### INPUT MATERIAL ###

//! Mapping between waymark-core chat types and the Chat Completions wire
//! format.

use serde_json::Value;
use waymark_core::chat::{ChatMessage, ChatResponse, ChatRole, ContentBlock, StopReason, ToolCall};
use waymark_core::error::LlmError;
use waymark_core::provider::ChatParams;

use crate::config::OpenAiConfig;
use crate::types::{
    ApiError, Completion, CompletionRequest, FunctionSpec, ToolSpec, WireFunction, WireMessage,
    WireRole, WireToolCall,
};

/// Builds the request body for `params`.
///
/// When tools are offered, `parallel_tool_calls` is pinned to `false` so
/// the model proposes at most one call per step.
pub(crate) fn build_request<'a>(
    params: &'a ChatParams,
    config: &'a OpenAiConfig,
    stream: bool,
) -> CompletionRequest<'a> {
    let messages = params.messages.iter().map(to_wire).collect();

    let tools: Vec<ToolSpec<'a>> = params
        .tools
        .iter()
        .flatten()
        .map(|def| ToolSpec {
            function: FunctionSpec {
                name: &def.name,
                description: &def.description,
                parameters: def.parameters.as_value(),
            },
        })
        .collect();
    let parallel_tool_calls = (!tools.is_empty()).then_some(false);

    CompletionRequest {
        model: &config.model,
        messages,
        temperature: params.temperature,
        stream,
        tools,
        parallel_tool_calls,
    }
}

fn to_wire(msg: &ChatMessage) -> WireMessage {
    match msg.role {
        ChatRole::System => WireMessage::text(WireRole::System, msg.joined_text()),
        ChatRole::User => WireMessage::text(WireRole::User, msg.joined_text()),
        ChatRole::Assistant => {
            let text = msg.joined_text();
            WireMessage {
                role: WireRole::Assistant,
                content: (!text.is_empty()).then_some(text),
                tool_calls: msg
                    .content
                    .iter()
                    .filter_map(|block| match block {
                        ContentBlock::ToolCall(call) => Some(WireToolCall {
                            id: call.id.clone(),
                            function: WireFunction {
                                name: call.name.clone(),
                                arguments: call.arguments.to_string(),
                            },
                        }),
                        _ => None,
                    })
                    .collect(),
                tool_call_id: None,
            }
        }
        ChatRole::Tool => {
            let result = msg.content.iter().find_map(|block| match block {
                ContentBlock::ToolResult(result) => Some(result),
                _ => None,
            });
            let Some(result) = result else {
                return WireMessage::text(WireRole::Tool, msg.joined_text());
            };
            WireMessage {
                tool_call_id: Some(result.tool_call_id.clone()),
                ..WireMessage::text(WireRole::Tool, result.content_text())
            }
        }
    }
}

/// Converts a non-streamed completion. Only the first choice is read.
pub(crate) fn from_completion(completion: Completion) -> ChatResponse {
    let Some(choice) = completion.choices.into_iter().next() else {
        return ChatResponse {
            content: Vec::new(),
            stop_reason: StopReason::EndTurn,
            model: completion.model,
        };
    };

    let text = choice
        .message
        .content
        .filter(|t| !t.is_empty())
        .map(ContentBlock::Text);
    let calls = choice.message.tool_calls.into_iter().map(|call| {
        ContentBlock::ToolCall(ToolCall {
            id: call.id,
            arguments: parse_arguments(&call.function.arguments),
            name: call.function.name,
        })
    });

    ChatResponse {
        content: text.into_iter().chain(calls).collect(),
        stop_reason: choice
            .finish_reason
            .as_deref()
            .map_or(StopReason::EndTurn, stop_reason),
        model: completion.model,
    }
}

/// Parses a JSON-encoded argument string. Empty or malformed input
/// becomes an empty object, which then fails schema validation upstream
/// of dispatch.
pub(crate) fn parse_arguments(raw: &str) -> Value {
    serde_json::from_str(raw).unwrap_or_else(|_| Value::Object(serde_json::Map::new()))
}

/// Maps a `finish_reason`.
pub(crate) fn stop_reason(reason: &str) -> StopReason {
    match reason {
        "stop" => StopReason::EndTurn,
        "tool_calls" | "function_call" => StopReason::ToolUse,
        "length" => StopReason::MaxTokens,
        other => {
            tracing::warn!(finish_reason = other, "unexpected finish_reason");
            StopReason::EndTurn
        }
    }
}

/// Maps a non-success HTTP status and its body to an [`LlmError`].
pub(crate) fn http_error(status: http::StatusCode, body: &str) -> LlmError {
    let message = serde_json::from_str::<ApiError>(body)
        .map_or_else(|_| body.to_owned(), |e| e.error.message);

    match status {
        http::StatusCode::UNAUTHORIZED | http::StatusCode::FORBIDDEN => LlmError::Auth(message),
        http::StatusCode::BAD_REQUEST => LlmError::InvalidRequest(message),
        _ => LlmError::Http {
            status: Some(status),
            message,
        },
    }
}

###

| PROBLEM STATEMENT |
Your answer should consist of the lines above that hold the word "ContentBlock".

| ANSWER BOX |
use waymark_core::chat::{ChatMessage, ChatResponse, ChatRole, ContentBlock, StopReason, ToolCall};
                        ContentBlock::ToolCall(call) => Some(WireToolCall {
                ContentBlock::ToolResult(result) => Some(result),
        .map(ContentBlock::Text);
        ContentBlock::ToolCall(ToolCall {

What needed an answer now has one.